Advantages of ESD Foot Grounders
ESD foot grounders are often preferred over ESD shoes for several reasons:

  • One size fits many foot sizes, reducing stock holdings and simplifying operations.
  • ESD foot grounders usually pass the mandatory resistance test as soon as worn, whereas some ESD shoes require a ‘warm-up period’ in order for the operator’s Resistance to Ground (RG) to drop below 35 megohms.
  • The operator is allowed to wear their own footwear, increasing their comfort in the workplace and not limiting footwear selection to available ESD shoe styles.
  • Less initial investment cost in comparison to ESD shoes if outfitting all operators in an EPA.

Disadvantages of ESD Foot Grounders
ESD foot grounders have a useful life that is dependent on the floor and it’s surface roughness, which can make them seem like they have shorter useful life in comparison to ESD shoes. However, there are a few simple tricks to avoid a quick ‘burn-out’:

  • We recommend ESD foot grounders only to be used indoors where floors are usually smoother (and where the ESD foot grounder is less likely to become wet, thereby short circuiting the resistor). The rougher the floor the greater the wear.
  • The manner in which the wearer walks can also affect the life span of the grounder.

In summary, with reasonable care and if used only indoors, ESD heel and toe grounders can last several weeks.

Testing of Foot Grounders
Proper testing of your foot grounders involve testing:

  • the individual foot grounder
  • the contact strip
  • the interface between the contact strip
  • the wearer’s perspiration layer

There are personnel grounding testers on the market designed to properly test foot grounders. For more information, check out our selection chart.
If you obtain a fail reading from the tester you should stop working and test the foot ground and contact strip individually to find out which item has failed. Replace the foot grounder or replace the bad component if possible. Retest the system before beginning work.
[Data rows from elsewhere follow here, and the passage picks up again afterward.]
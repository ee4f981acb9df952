//! Routes and middleware of the JSON API.

use axum::{routing::get, Router};
use std::sync::Arc;
use tower_http::{
    cors::{Any, CorsLayer},
    trace::TraceLayer,
};

use crate::handlers;
use crate::state::AppState;

pub fn create_router(state: Arc<AppState>) -> Router {
    // Read-only public data, so any origin may call it.
    let cors = CorsLayer::new()
        .allow_origin(Any)
        .allow_methods(Any)
        .allow_headers(Any);

    Router::new()
        .route("/", get(handlers::index))
        .route("/api/generators", get(handlers::api_generators))
        .route(
            "/api/generators/bounds",
            get(handlers::api_generators_in_bounds),
        )
        .route(
            "/api/generators/export",
            get(handlers::api_generators_export),
        )
        .route("/api/generation", get(handlers::api_generation))
        .route(
            "/api/generation/realtime",
            get(handlers::api_realtime_generation),
        )
        .route("/api/capacity/by-state", get(handlers::api_capacity_by_state))
        .route("/api/capacity/summary", get(handlers::api_capacity_summary))
        .route(
            "/api/capacity/by-technology",
            get(handlers::api_capacity_by_technology),
        )
        .route(
            "/api/analytics/polygon",
            get(handlers::api_polygon_analytics),
        )
        .route(
            "/api/balancing-authorities",
            get(handlers::api_balancing_authorities),
        )
        .route("/api/fuel-types", get(handlers::api_fuel_types))
        .route("/api/metadata", get(handlers::api_route_metadata))
        .layer(TraceLayer::new_for_http())
        .layer(cors)
        .with_state(state)
}

#[cfg(test)]
mod tests {
    use super::*;
    use crate::client::EiaClient;
    use crate::config::Config;
    use crate::renewables::{CAPACITY_ROUTE, FUEL_TYPE_ROUTE};
    use crate::transport::testing::{DatasetTransport, ScriptedTransport};
    use crate::transport::Transport;
    use axum::{
        body::{to_bytes, Body},
        http::{header, Request, StatusCode},
        response::Response,
    };
    use serde_json::{json, Value};
    use tower::ServiceExt;

    fn app(transport: Arc<dyn Transport>) -> Router {
        let mut config = Config::new("test-key");
        config.base_url = "https://eia.test/v2".into();
        let client = EiaClient::new(config, transport);
        create_router(Arc::new(AppState::new(client)))
    }

    fn fleet() -> DatasetTransport {
        let records = vec![
            json!({
                "plantid": 1, "generatorid": "PV1", "plantName": "Mesa Solar",
                "stateid": "TX", "technology": "Solar Photovoltaic",
                "energy_source_code": "SUN", "status": "OP",
                "nameplate-capacity-mw": "120", "latitude": "31.5", "longitude": "-99.5",
            }),
            json!({
                "plantid": 2, "generatorid": "W1", "plantName": "Ridge Wind",
                "stateid": "TX", "technology": "Onshore Wind Turbine",
                "energy_source_code": "WND", "status": "OP",
                "nameplate-capacity-mw": "200", "latitude": "33.0", "longitude": "-101.0",
            }),
            json!({
                "plantid": 3, "generatorid": "PV1", "plantName": "Valley Solar",
                "stateid": "CA", "technology": "Solar Photovoltaic",
                "energy_source_code": "SUN", "status": "OP",
                "nameplate-capacity-mw": "80", "latitude": "35.0", "longitude": "-118.0",
            }),
        ];
        DatasetTransport::new()
            .route(CAPACITY_ROUTE, records)
            .route(FUEL_TYPE_ROUTE, Vec::new())
            .filter_on("stateid")
            .filter_on("energy_source_code")
    }

    async fn call(app: Router, uri: &str) -> Response {
        app.oneshot(Request::builder().uri(uri).body(Body::empty()).unwrap())
            .await
            .unwrap()
    }

    async fn json_body(response: Response) -> Value {
        let bytes = to_bytes(response.into_body(), usize::MAX).await.unwrap();
        serde_json::from_slice(&bytes).unwrap()
    }

    #[test]
    fn test_router_creation() {
        let _router = app(Arc::new(ScriptedTransport::new()));
    }

    #[tokio::test]
    async fn test_index() {
        let response = call(app(Arc::new(ScriptedTransport::new())), "/").await;
        assert_eq!(response.status(), StatusCode::OK);
        assert_eq!(json_body(response).await["status"], "ok");
    }

    #[tokio::test]
    async fn test_generators_filtered_by_state() {
        let response = call(app(Arc::new(fleet())), "/api/generators?states=tx&sources=").await;
        assert_eq!(response.status(), StatusCode::OK);

        let body = json_body(response).await;
        let ids: Vec<&str> = body
            .as_array()
            .unwrap()
            .iter()
            .map(|g| g["id"].as_str().unwrap())
            .collect();
        assert_eq!(ids, vec!["1-PV1", "2-W1"]);
        assert_eq!(body[0]["capacity_mw"], 120.0);
        assert_eq!(body[0]["lat"], 31.5);
    }

    #[tokio::test]
    async fn test_unknown_source_is_bad_request() {
        let response = call(app(Arc::new(fleet())), "/api/generators?sources=COAL").await;
        assert_eq!(response.status(), StatusCode::BAD_REQUEST);
        assert_eq!(json_body(response).await["code"], "BAD_REQUEST");
    }

    #[tokio::test]
    async fn test_bounds() {
        let uri = "/api/generators/bounds?min_lat=30&max_lat=34&min_lon=-102&max_lon=-98";
        let body = json_body(call(app(Arc::new(fleet())), uri).await).await;
        assert_eq!(body.as_array().unwrap().len(), 2);
    }

    #[tokio::test]
    async fn test_polygon_analytics() {
        let uri = "/api/analytics/polygon?coordinates=%5B%5B30%2C-103%5D%2C%5B34%2C-103%5D%2C%5B34%2C-98%5D%2C%5B30%2C-98%5D%5D";
        let response = call(app(Arc::new(fleet())), uri).await;
        assert_eq!(response.status(), StatusCode::OK);

        let body = json_body(response).await;
        assert_eq!(body["total_generators"], 2);
        assert_eq!(body["solar_capacity_mw"], 120.0);
        assert_eq!(body["wind_capacity_mw"], 200.0);
        assert_eq!(body["states"], json!(["TX"]));
    }

    #[tokio::test]
    async fn test_polygon_with_two_vertices_is_rejected() {
        let uri = "/api/analytics/polygon?coordinates=%5B%5B30%2C-100%5D%2C%5B40%2C-100%5D%5D";
        let response = call(app(Arc::new(fleet())), uri).await;
        assert_eq!(response.status(), StatusCode::BAD_REQUEST);
        assert_eq!(json_body(response).await["code"], "INVALID_GEOMETRY");
    }

    #[tokio::test]
    async fn test_polygon_without_coordinates_is_rejected() {
        let response = call(app(Arc::new(fleet())), "/api/analytics/polygon").await;
        assert_eq!(response.status(), StatusCode::BAD_REQUEST);
    }

    #[tokio::test]
    async fn test_csv_export() {
        let response = call(
            app(Arc::new(fleet())),
            "/api/generators/export?format=csv&states=CA",
        )
        .await;
        assert_eq!(response.status(), StatusCode::OK);
        assert!(response.headers()[header::CONTENT_TYPE]
            .to_str()
            .unwrap()
            .starts_with("text/csv"));

        let bytes = to_bytes(response.into_body(), usize::MAX).await.unwrap();
        let csv = String::from_utf8(bytes.to_vec()).unwrap();
        assert!(csv.starts_with("id,name,state"));
        assert!(csv.contains("Valley Solar"));
        assert_eq!(csv.lines().count(), 2);
    }

    #[tokio::test]
    async fn test_unsupported_export_format() {
        let response = call(app(Arc::new(fleet())), "/api/generators/export?format=xml").await;
        assert_eq!(response.status(), StatusCode::BAD_REQUEST);
    }

    #[tokio::test]
    async fn test_capacity_by_technology() {
        let body = json_body(call(app(Arc::new(fleet())), "/api/capacity/by-technology").await).await;
        assert_eq!(body[0]["technology"], "Onshore Wind Turbine");
        assert_eq!(body[1]["technology"], "Solar Photovoltaic");
        assert_eq!(body[1]["capacity_mw"], 200.0);
        assert_eq!(body[1]["count"], 2);
    }

    #[tokio::test]
    async fn test_capacity_summary() {
        let body =
            json_body(call(app(Arc::new(fleet())), "/api/capacity/summary?states=TX").await).await;
        assert_eq!(body["TX"]["total"], 320.0);
        assert!(body.get("CA").is_none());
    }

    #[tokio::test]
    async fn test_upstream_auth_failure_is_server_error() {
        let transport = ScriptedTransport::new()
            .respond(401, json!({}))
            .respond(401, json!({}));
        let response = call(
            app(Arc::new(transport)),
            "/api/capacity/by-state?states=CA,TX",
        )
        .await;
        assert_eq!(response.status(), StatusCode::INTERNAL_SERVER_ERROR);
        assert_eq!(json_body(response).await["code"], "UPSTREAM_AUTH_FAILED");
    }

    #[tokio::test]
    async fn test_zero_limit_is_bad_request() {
        for uri in [
            "/api/generators?limit=0",
            "/api/capacity/summary?limit=0",
            "/api/generators/bounds?min_lat=30&max_lat=34&min_lon=-102&max_lon=-98&limit=0",
            "/api/generation?limit=0",
        ] {
            let response = call(app(Arc::new(fleet())), uri).await;
            assert_eq!(response.status(), StatusCode::BAD_REQUEST, "{uri}");
        }
    }

    #[tokio::test]
    async fn test_generation_series() {
        let transport = Arc::new(
            DatasetTransport::new()
                .route(
                    FUEL_TYPE_ROUTE,
                    vec![
                        json!({ "period": "2024-06-02", "respondent": "CISO", "fueltype": "SUN", "value": 20 }),
                        json!({ "period": "2024-06-01", "respondent": "CISO", "fueltype": "SUN", "value": 10 }),
                        json!({ "period": "2024-05-31", "respondent": "CISO", "fueltype": "SUN", "value": 5 }),
                    ],
                )
                .filter_on("respondent")
                .filter_on("fueltype"),
        );
        let uri = "/api/generation?frequency=daily&start=2024-06-01&end=2024-06-30&regions=ciso&sources=SUN";
        let response = call(app(transport.clone()), uri).await;
        assert_eq!(response.status(), StatusCode::OK);

        let body = json_body(response).await;
        assert_eq!(body.as_array().unwrap().len(), 2);
        assert_eq!(body[0]["period"], "2024-06-02");
        assert_eq!(body[0]["value"], 20.0);

        let request = &transport.requests()[0];
        assert_eq!(request.param("frequency"), Some("daily"));
        assert_eq!(request.param("start"), Some("2024-06-01"));
        assert_eq!(request.param("end"), Some("2024-06-30"));
        assert_eq!(request.params("facets[respondent][]"), vec!["CISO"]);
    }

    #[tokio::test]
    async fn test_generation_unknown_frequency() {
        let response = call(app(Arc::new(fleet())), "/api/generation?frequency=weekly").await;
        assert_eq!(response.status(), StatusCode::BAD_REQUEST);
    }

    #[tokio::test]
    async fn test_route_metadata() {
        let transport = Arc::new(ScriptedTransport::new().respond(
            200,
            json!({ "response": { "id": "rto", "frequency": [{ "id": "hourly" }] } }),
        ));
        let response = call(app(transport.clone()), "/api/metadata?route=electricity/rto").await;
        assert_eq!(response.status(), StatusCode::OK);
        assert_eq!(json_body(response).await["response"]["id"], "rto");
        assert_eq!(transport.requests()[0].url, "https://eia.test/v2/electricity/rto");

        let response = call(app(transport), "/api/metadata?route=electricity/../admin").await;
        assert_eq!(response.status(), StatusCode::BAD_REQUEST);
    }

    #[tokio::test]
    async fn test_realtime_without_data_reports_zero() {
        let body = json_body(
            call(app(Arc::new(fleet())), "/api/generation/realtime?regions=CISO").await,
        )
        .await;
        assert_eq!(body[0]["region"], "CISO");
        assert_eq!(body[0]["region_name"], "CISO");
        assert_eq!(body[0]["total_mwh"], 0.0);
    }
}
Ensure your Foot Grounders are working before handling ESDs
Ensure your Foot Grounders are working before handling ESDs

Cleaning of Foot Grounders
Foot grounders are used to ground static charges, however dirt provides an insulative layer adversely effecting reliability. For proper operation, the foot grounder and its conductive strip must be kept clean.
The rubber portion of the foot grounder should be cleaned using an ESD cleaner. Ensure that your ESD cleaner is silicone free. This is critical as silicone is an insulator. An alternative would be to clean using isopropyl alcohol. ESD cleaners should not be used to clean the nylon polyester grounding tab. Foot Grounders can be safely hand or machine washed on gentle cycle. Mild detergents, such as Woolite® or a liquid dish washing product used with warm water are recommended for cleaning, however care must be taken to ensure that these detergents are silicone free.

Conclusion

  1. It is recommended that ESD foot grounders are worn on both feet to ensure that a continuous path to ground is maintained at all times (even when lifting one foot).
  2. Contact strips should be tucked inside the shoe with as much contact area as possible to the bottom of the stockinged foot. ESD foot grounders rely upon the perspiration layer inside of the shoe to make contact through the stocking.
  3. Foot grounders must be used with an ESD protected floor system (such as properly grounded ESD floor finish, carpet tiles or floor mats) to provide a continuous electrical path from the user directly to the ESD ground.
  4. A current limiting of one or two megohm resistor in series with the contact strip is recommended but not required.
  5. ESD foot grounders should be tested independently at least daily while being worn to periodically test for proper grounding.